LISC and its affiliates support community development projects through grants, loans and equity investments as well as technical and management assistance. In the 2020 fiscal year, it reported grants, loans and investments totaling US$2 billion, leveraging $4.4 billion in total development and supporting over 700 partners across America. Since 1979, LISC has invested $24 billion into communities, leveraging $69 billion to support the creation of 436,000 affordable homes and apartments and 74.4 million square feet of retail and community facilities.

== History ==

Previous logo

The idea for LISC was conceived in 1979 by a group of Ford Foundation officials, including foundation president Franklin A, Thomas, and trustees visiting community development projects in Baltimore. One of the trustees asked Ford Foundation Vice President Mitchell Sviridoff "what he would do if he had $25 million to spend on helping declining cities." Sviridoff responded that he would "identify competent leaders in 50 to 100 communities around the nation and give them as much money and support as possible." Sviridoff went on to become LISC's first president. Robert D. Lilley, a former president of AT&T, was chosen to be the first chair of LISC’s board.

LISC was founded in December 1979 and formally announced in May 1980, with $10 million in capital from the Ford Foundation, Aetna, Continental Illinois Bank, International Harvester, Levi Strauss & Co., and Prudential Insurance. LISC made its first loans and grants to 27 community organizations in December 1980. The initial grantees were a diverse group, including housing developers in New York City, child-care facilities in California and economic development organizations in rural Appalachia. By 1985, LISC had raised $100 million and was active in 20 cities.

The South Bronx quickly became a focus for the new organizations work. In addition to banks and foundations, LISC began raising capital from private corporations like Macy’s, CBS, Metlife, and Time, Inc. LISC’s investments in the Bronx helped stabilize the borough after the "Bronx is burning" era of the 1970s. The investments resulted in the first private homes built in the Bronx in decades. LISC’s work in the South Bronx received wide acclaim from the media, local residents and government officials. The success of early efforts in the South Bronx became the model for community development throughout the country. In 1997 President Bill Clinton toured Charlotte Street in the Bronx, one of the first LISC projects, and noted "Look at where the Bronx was when President Jimmy Carter came here in despair. Look at where the Bronx was when President Reagan came here and compared it to London in the Blitz. Look at the Bronx today. If you can do it, everybody else can do it."

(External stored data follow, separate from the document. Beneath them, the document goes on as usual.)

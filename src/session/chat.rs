//! One durable conversation: history, lifecycle, and the WAL discipline.
//!
//! All mutation happens under one per-session async lock, so concurrent
//! `send_message` calls on the same session serialize and WAL sequence
//! numbers stay monotonic. The provider call is the only suspension point
//! expected to block for real wall-clock time; a crash during it leaves a
//! pending WAL record, which is the designed recovery case.

use super::store::{SessionStore, Snapshot};
use super::types::{export_view, ExportTurn, Turn};
use super::wal::{WalRecord, WriteAheadLog};
use crate::assistant::Assistant;
use crate::config::SamplingConfig;
use crate::error::{EngineError, Result};
use crate::providers::{ChatHandle, ProviderClient};
use crate::tokens::{TokenAccountant, TokenInfo};

use std::sync::Arc;
use tokio::sync::Mutex;
use uuid::Uuid;

/// Session lifecycle. `Closing` is only ever observable from inside the
/// session lock while a close is in flight.
#[derive(Debug, Clone, Copy, PartialEq, Eq)]
pub enum SessionState {
    Empty,
    Active,
    Closing,
    Closed,
}

/// What one `send_message` hands back: the reply text, the current token
/// budget view, and the concrete provider fault when the reply is the
/// synthetic fallback.
#[derive(Debug)]
pub struct SendOutcome {
    pub text: String,
    pub token_info: TokenInfo,
    pub fault: Option<String>,
}

struct SessionInner {
    state: SessionState,
    history: Vec<Turn>,
    chat: Box<dyn ChatHandle>,
    /// Next WAL sequence number to assign.
    next_seq: u64,
}

/// A single durable conversation bound to one provider. Exclusively owns
/// its history and WAL tail.
pub struct Session {
    id: String,
    assistant: Assistant,
    provider: Arc<dyn ProviderClient>,
    sampling: SamplingConfig,
    token_budget: u32,
    wal: WriteAheadLog,
    inner: Mutex<SessionInner>,
}

impl Session {
    /// Fresh session. `id` is honored when given (resume-or-create keeps
    /// the requested id), otherwise a UUID is minted.
    pub fn new(
        assistant: Assistant,
        provider: Arc<dyn ProviderClient>,
        sampling: SamplingConfig,
        store: &SessionStore,
        id: Option<String>,
        token_budget: u32,
    ) -> Self {
        let id = id.unwrap_or_else(|| Uuid::new_v4().to_string());
        let chat = provider.create_chat(assistant.system_prompt(), Vec::new(), &sampling);
        let wal = store.wal(&id);
        Self {
            id,
            assistant,
            provider,
            sampling,
            token_budget,
            wal,
            inner: Mutex::new(SessionInner {
                state: SessionState::Empty,
                history: Vec::new(),
                chat,
                next_seq: 1,
            }),
        }
    }

    /// Rebuild a session from a reconciled snapshot (see `SessionStore::load`).
    pub fn resume(
        provider: Arc<dyn ProviderClient>,
        snapshot: Snapshot,
        store: &SessionStore,
        token_budget: u32,
    ) -> Self {
        let assistant = Assistant::new(snapshot.assistant_name, snapshot.system_prompt);
        let chat = provider.create_chat(
            assistant.system_prompt(),
            snapshot.history.clone(),
            &snapshot.sampling,
        );
        let wal = store.wal(&snapshot.session_id);
        let state = if snapshot.history.is_empty() {
            SessionState::Empty
        } else {
            SessionState::Active
        };
        Self {
            id: snapshot.session_id,
            assistant,
            provider,
            sampling: snapshot.sampling,
            token_budget,
            wal,
            inner: Mutex::new(SessionInner {
                state,
                history: snapshot.history,
                chat,
                next_seq: snapshot.last_seq + 1,
            }),
        }
    }

    pub fn id(&self) -> &str {
        &self.id
    }

    pub fn assistant_name(&self) -> &str {
        self.assistant.name()
    }

    pub fn provider(&self) -> &dyn ProviderClient {
        self.provider.as_ref()
    }

    /// Exchange one user message for a reply.
    ///
    /// The user turn is WAL-logged as pending *before* the provider call and
    /// the assistant turn as committed after it, so a crash anywhere in
    /// between loses at most the unconfirmed reply, never the question.
    /// Provider failure is not an error here: the synthetic fallback turn
    /// keeps the conversation well-formed and the fault rides along in the
    /// outcome.
    pub async fn send_message(&self, text: &str) -> Result<SendOutcome> {
        let mut inner = self.inner.lock().await;
        self.ensure_open(&inner)?;

        let seq = inner.next_seq;
        let user_turn = Turn::user(text);
        self.wal.append(&WalRecord {
            session_id: self.id.clone(),
            seq,
            turn: user_turn.clone(),
            committed: false,
        })?;

        let reply = inner.chat.send(text).await;
        let assistant_turn = Turn::assistant(reply.text.clone());

        inner.history.push(user_turn);
        inner.history.push(assistant_turn.clone());
        inner.next_seq = seq + 2;
        inner.state = SessionState::Active;

        self.wal.append(&WalRecord {
            session_id: self.id.clone(),
            seq: seq + 1,
            turn: assistant_turn,
            committed: true,
        })?;

        let usage = TokenAccountant::estimate(self.provider.as_ref(), &inner.history).await;

        Ok(SendOutcome {
            text: reply.text,
            token_info: TokenInfo::new(usage.total, self.token_budget),
            fault: reply.fault.map(|e| e.to_string()),
        })
    }

    /// Current token budget view under this session's provider.
    pub async fn token_info(&self) -> TokenInfo {
        let inner = self.inner.lock().await;
        let usage = TokenAccountant::estimate(self.provider.as_ref(), &inner.history).await;
        TokenInfo::new(usage.total, self.token_budget)
    }

    pub async fn history(&self) -> Vec<Turn> {
        self.inner.lock().await.history.clone()
    }

    /// Read-only history in the universal `{role, parts:[{text}]}` shape.
    pub async fn export_history(&self) -> Vec<ExportTurn> {
        export_view(&self.inner.lock().await.history)
    }

    /// True until the first complete exchange exists.
    pub async fn is_empty(&self) -> bool {
        self.inner.lock().await.history.len() < 2
    }

    pub async fn state(&self) -> SessionState {
        self.inner.lock().await.state
    }

    /// Snapshot-then-truncate. Sessions without a complete exchange are not
    /// snapshotted (their WAL, pending turn included, stays put); returns
    /// whether a snapshot was written.
    pub async fn save(&self, store: &SessionStore) -> Result<bool> {
        let mut inner = self.inner.lock().await;
        self.ensure_open(&inner)?;
        self.persist(store, &mut inner, false)
    }

    /// Wipe the conversation and start over on a fresh chat handle. The
    /// cleared state is persisted immediately.
    pub async fn clear_history(&self, store: &SessionStore) -> Result<()> {
        let mut inner = self.inner.lock().await;
        self.ensure_open(&inner)?;

        inner.history.clear();
        inner.chat =
            self.provider
                .create_chat(self.assistant.system_prompt(), Vec::new(), &self.sampling);
        inner.state = SessionState::Empty;

        self.persist(store, &mut inner, true)?;
        Ok(())
    }

    /// Drop the trailing user/assistant pair. Returns false when there is
    /// no complete exchange to drop.
    pub async fn pop_last_exchange(&self, store: &SessionStore) -> Result<bool> {
        let mut inner = self.inner.lock().await;
        self.ensure_open(&inner)?;

        if inner.history.len() < 2 {
            return Ok(false);
        }
        let new_len = inner.history.len() - 2;
        inner.history.truncate(new_len);
        inner.chat = self.provider.create_chat(
            self.assistant.system_prompt(),
            inner.history.clone(),
            &self.sampling,
        );
        if inner.history.is_empty() {
            inner.state = SessionState::Empty;
        }

        self.persist(store, &mut inner, true)?;
        Ok(true)
    }

    /// Flush and seal the session. Idempotent; afterwards every operation
    /// fails with `ClosedSession`.
    pub async fn close(&self, store: &SessionStore) -> Result<()> {
        let mut inner = self.inner.lock().await;
        if inner.state == SessionState::Closed {
            return Ok(());
        }
        inner.state = SessionState::Closing;
        let result = self.persist(store, &mut inner, false);
        inner.state = SessionState::Closed;
        result.map(|_| ())
    }

    /// Seal without saving. Used when the session's files have just been
    /// removed from disk.
    pub async fn discard(&self) {
        self.inner.lock().await.state = SessionState::Closed;
    }

    fn ensure_open(&self, inner: &SessionInner) -> Result<()> {
        match inner.state {
            SessionState::Closed | SessionState::Closing => {
                Err(EngineError::ClosedSession(self.id.clone()))
            }
            SessionState::Empty | SessionState::Active => Ok(()),
        }
    }

    /// Two-phase commit: durable snapshot first, WAL truncate second. When
    /// `force` is false, histories without a complete exchange are skipped —
    /// and so is the truncate, because a pending WAL turn is then the only
    /// durable record of the conversation.
    fn persist(&self, store: &SessionStore, inner: &mut SessionInner, force: bool) -> Result<bool> {
        if !force && inner.history.len() < 2 {
            return Ok(false);
        }

        let snapshot = Snapshot {
            session_id: self.id.clone(),
            assistant_name: self.assistant.name().to_string(),
            system_prompt: self.assistant.system_prompt().to_string(),
            model: self.provider.model().to_string(),
            sampling: self.sampling.clone(),
            last_seq: inner.next_seq - 1,
            history: inner.history.clone(),
        };
        store.save(&snapshot)?;
        self.wal.truncate()?;
        Ok(true)
    }
}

===1980s: Low Income Housing Tax Credit===

LISC was an early advocate for the Low-Income Housing Tax Credit (LIHTC), which created by the Reagan Administration in the Tax Reform Act of 1986. In 1987, LISC launched the National Equity Fund (NEF) to syndicate LIHTC, raising $14.5 million in the first year. In 1988 LISC raised $51 Million for affordable housing project through LIHTC, and $77 Million in 1990. Although LIHTC was initially created as a temporary measure set to expire by 1989, its effectiveness prompted LISC and other organizations to advocate for its extension. In 1993, Congress granted LIHTC permanent status. Once LIHTC achieved permanency, LISC and NEF launched a program to build 1.5 billion dollars' worth of affordable housing.

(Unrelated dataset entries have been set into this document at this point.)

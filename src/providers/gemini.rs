//! Google Gemini backend.
//!
//! The chat handle is stateful: it accumulates backend-shaped `contents`
//! (Gemini's `user`/`model` roles) and re-sends them on every call, the way
//! the genai chat surface works. The wrapper still exposes the uniform turn
//! view regardless. Sampling goes through Gemini's native
//! `generationConfig`; token counting uses the `:countTokens` endpoint with
//! the character heuristic as fallback.

use crate::config::SamplingConfig;
use crate::error::{EngineError, Result};
use crate::providers::{
    filter_sampling, heuristic_tokens, mask_key, openai::http_client, validate_api_key,
    Capability, ChatHandle, ChatReply, ProviderClient,
};
use crate::session::types::{Role, Turn};

use async_trait::async_trait;
use reqwest::Client;
use serde::{Deserialize, Serialize};

const DEFAULT_MODEL: &str = "gemini-2.5-flash";
const DEFAULT_BASE_URL: &str = "https://generativelanguage.googleapis.com/v1beta";
pub const API_KEY_ENV: &str = "GEMINI_API_KEY";

const CAPABILITIES: &[Capability] =
    &[Capability::TopP, Capability::TopK, Capability::Temperature];

#[derive(Debug)]
pub struct GeminiProvider {
    base_url: String,
    api_key: String,
    model: String,
    client: Client,
}

// ─── Wire types ───────────────────────────────────────────────────────────────

#[derive(Debug, Clone, Serialize)]
struct Content {
    role: String,
    parts: Vec<Part>,
}

#[derive(Debug, Clone, Serialize)]
struct Part {
    text: String,
}

#[derive(Debug, Serialize)]
struct GenerateContentRequest<'a> {
    contents: &'a [Content],
    #[serde(rename = "systemInstruction", skip_serializing_if = "Option::is_none")]
    system_instruction: Option<SystemInstruction>,
    #[serde(rename = "generationConfig")]
    generation_config: GenerationConfig,
}

#[derive(Debug, Serialize)]
struct SystemInstruction {
    parts: Vec<Part>,
}

#[derive(Debug, Serialize)]
struct GenerationConfig {
    #[serde(skip_serializing_if = "Option::is_none")]
    temperature: Option<f64>,
    #[serde(rename = "topP", skip_serializing_if = "Option::is_none")]
    top_p: Option<f64>,
    #[serde(rename = "topK", skip_serializing_if = "Option::is_none")]
    top_k: Option<u32>,
}

#[derive(Debug, Deserialize)]
struct GenerateContentResponse {
    #[serde(default)]
    candidates: Option<Vec<Candidate>>,
    #[serde(default)]
    error: Option<ApiError>,
}

#[derive(Debug, Deserialize)]
struct Candidate {
    content: CandidateContent,
}

#[derive(Debug, Deserialize)]
struct CandidateContent {
    #[serde(default)]
    parts: Vec<ResponsePart>,
}

#[derive(Debug, Deserialize)]
struct ResponsePart {
    #[serde(default)]
    text: Option<String>,
}

#[derive(Debug, Deserialize)]
struct ApiError {
    message: String,
}

#[derive(Debug, Serialize)]
struct CountTokensRequest<'a> {
    contents: &'a [Content],
}

#[derive(Debug, Deserialize)]
struct CountTokensResponse {
    #[serde(rename = "totalTokens", default)]
    total_tokens: u32,
}

// ─── Implementation ───────────────────────────────────────────────────────────

impl GeminiProvider {
    pub fn new(api_key: String, model: Option<&str>) -> Self {
        Self {
            base_url: DEFAULT_BASE_URL.to_string(),
            api_key,
            model: model.unwrap_or(DEFAULT_MODEL).to_string(),
            client: http_client(),
        }
    }

    /// Build from `GEMINI_API_KEY`.
    pub fn from_env(model: Option<&str>) -> Result<Self> {
        let raw = std::env::var(API_KEY_ENV).unwrap_or_default();
        let api_key = validate_api_key(API_KEY_ENV, &raw)?;
        Ok(Self::new(api_key, model))
    }

    fn contents_from(history: &[Turn]) -> Vec<Content> {
        history
            .iter()
            .map(|turn| Content {
                role: gemini_role(turn.role).to_string(),
                parts: vec![Part {
                    text: turn.text.clone(),
                }],
            })
            .collect()
    }
}

fn gemini_role(role: Role) -> &'static str {
    match role {
        Role::User => "user",
        Role::Assistant => "model",
    }
}

#[async_trait]
impl ProviderClient for GeminiProvider {
    fn name(&self) -> &'static str {
        "gemini"
    }

    fn model(&self) -> &str {
        &self.model
    }

    fn capabilities(&self) -> &'static [Capability] {
        CAPABILITIES
    }

    fn create_chat(
        &self,
        system_instruction: &str,
        history: Vec<Turn>,
        sampling: &SamplingConfig,
    ) -> Box<dyn ChatHandle> {
        Box::new(GeminiChat {
            client: self.client.clone(),
            base_url: self.base_url.clone(),
            api_key: self.api_key.clone(),
            model: self.model.clone(),
            system_instruction: system_instruction.to_string(),
            sampling: filter_sampling(sampling, CAPABILITIES),
            contents: Self::contents_from(&history),
            history,
        })
    }

    /// Exact count via `:countTokens`; character heuristic on any failure.
    async fn count_tokens(&self, history: &[Turn]) -> u32 {
        if history.is_empty() {
            return 0;
        }
        let contents = Self::contents_from(history);
        let url = format!(
            "{}/models/{}:countTokens?key={}",
            self.base_url, self.model, self.api_key
        );
        let request = CountTokensRequest {
            contents: &contents,
        };

        let exact: Result<u32> = async {
            let response = self
                .client
                .post(&url)
                .json(&request)
                .send()
                .await
                .map_err(|e| EngineError::Provider(format!("gemini countTokens: {e}")))?;
            if !response.status().is_success() {
                return Err(EngineError::Provider(format!(
                    "gemini countTokens status {}",
                    response.status()
                )));
            }
            let parsed: CountTokensResponse = response
                .json()
                .await
                .map_err(|e| EngineError::Provider(format!("gemini countTokens decode: {e}")))?;
            Ok(parsed.total_tokens)
        }
        .await;

        match exact {
            Ok(total) => total,
            Err(e) => {
                tracing::warn!(error = %e, "gemini token counting degraded to heuristic");
                heuristic_tokens(history)
            }
        }
    }

    fn ready_message(&self) -> String {
        format!(
            "gemini ready (model: {}, key: {})",
            self.model,
            mask_key(&self.api_key)
        )
    }
}

/// One Gemini conversation. `contents` is the backend-shaped state that
/// grows with every exchange; `history` mirrors it in the uniform shape.
struct GeminiChat {
    client: Client,
    base_url: String,
    api_key: String,
    model: String,
    system_instruction: String,
    sampling: SamplingConfig,
    contents: Vec<Content>,
    history: Vec<Turn>,
}

impl GeminiChat {
    async fn generate(&self) -> Result<String> {
        let request = GenerateContentRequest {
            contents: &self.contents,
            system_instruction: (!self.system_instruction.is_empty()).then(|| {
                SystemInstruction {
                    parts: vec![Part {
                        text: self.system_instruction.clone(),
                    }],
                }
            }),
            generation_config: GenerationConfig {
                temperature: self.sampling.temperature,
                top_p: self.sampling.top_p,
                top_k: self.sampling.top_k,
            },
        };

        let url = format!(
            "{}/models/{}:generateContent?key={}",
            self.base_url, self.model, self.api_key
        );
        tracing::debug!(model = %self.model, contents = self.contents.len(), "gemini request");

        let response = self
            .client
            .post(&url)
            .json(&request)
            .send()
            .await
            .map_err(|e| EngineError::Provider(format!("gemini transport: {e}")))?;

        let status = response.status();
        let parsed: GenerateContentResponse = response
            .json()
            .await
            .map_err(|e| EngineError::Provider(format!("gemini response decode: {e}")))?;

        if let Some(error) = parsed.error {
            return Err(EngineError::Provider(format!(
                "gemini API error ({status}): {}",
                error.message
            )));
        }

        let text: String = parsed
            .candidates
            .unwrap_or_default()
            .into_iter()
            .next()
            .map(|c| {
                c.content
                    .parts
                    .into_iter()
                    .filter_map(|p| p.text)
                    .collect::<Vec<_>>()
                    .join("")
            })
            .unwrap_or_default();

        if text.is_empty() {
            return Err(EngineError::Provider("gemini returned no candidates".into()));
        }
        Ok(text)
    }
}

#[async_trait]
impl ChatHandle for GeminiChat {
    async fn send(&mut self, text: &str) -> ChatReply {
        self.contents.push(Content {
            role: "user".into(),
            parts: vec![Part { text: text.into() }],
        });
        self.history.push(Turn::user(text));

        let reply = match self.generate().await {
            Ok(text) => ChatReply::ok(text),
            Err(fault) => {
                tracing::warn!(error = %fault, "gemini generation failed; degrading");
                ChatReply::degraded(fault)
            }
        };

        self.contents.push(Content {
            role: "model".into(),
            parts: vec![Part {
                text: reply.text.clone(),
            }],
        });
        self.history.push(Turn::assistant(reply.text.clone()));
        reply
    }

    fn history(&self) -> Vec<Turn> {
        self.history.clone()
    }
}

===1990s: Rural Program, Partnerships, Robert Rubin===

In 1995 LISC launched Rural LISC, expanding beyond urban areas in an effort to spur rural economic and housing development. In its first year, Rural LISC supported 68 rural development organizations. Today, it partners with hundreds of organizations in over one thousand rural counties.

In 1997 LISC partnered with the NFL to create and refurbish playing fields in low-income urban areas. In 1999, Clinton's Treasury Secretary Robert Rubin became the Chairman of the Board of LISC. In 2002, with support from the Walton Family Foundation, LISC began financing charter schools.

=== 2000s: Building Sustainable Communities ===

In 2007, under the leadership of CEO Michael Rubinger, LISC created a comprehensive community development strategy called Building Sustainable Communities (BSC), which featured five place-based goals.

==== Expanding investment in housing and other real estate ====

Affordable housing is the largest LISC program area. While many LISC initiatives finance the construction of new homes, others refurbish existing housing stock or help municipalities reclaim abandoned "Zombie Homes".

==== Increasing family income and wealth ====

LISC supports nationwide job training and financial literacy programs through a network of 71 Financial Opportunity Centers (FOCs). FOCs provide low-income individuals with personal career coaching and job placement programs, financial and credit literacy training and access to public benefits.

==== Stimulating economic development ====

LISC works with local governments and civic groups to finance the construction or redevelopment of retail corridors, arts center and civic institutions. Examples include:

- Washington, D.C.'s Howard Theatre
- "The Platform," a non-profit co-working space in a formerly decrepit building in downtown Indianapolis.
- Retail Corridor Development through the "MetroEdge" corridor program in Philadelphia's Fishtown neighborhood.

==== Improving access to quality education ====

LISC is a major financier of charter schools nationwide. According to the LA Times, at least a dozen schools in California would run out of money without financing from LISC designed to cover shortfalls in state funding. LISC's Schoolbuild Portal is an information resource for Charter Schools that want to finance facility improvements.

==== Supporting healthy environments and lifestyles ====

LISC partners with the NFL in the "Grassroots" program, which has built or rehabilitated 269 youth and community football fields nationwide In 2012, LISC launched the "Healthy Futures Fund" to create affordable housing units linked with health care and social services. LISC's Community Safety Initiative works with police departments and local residents to improve police-community relations and reduce crime.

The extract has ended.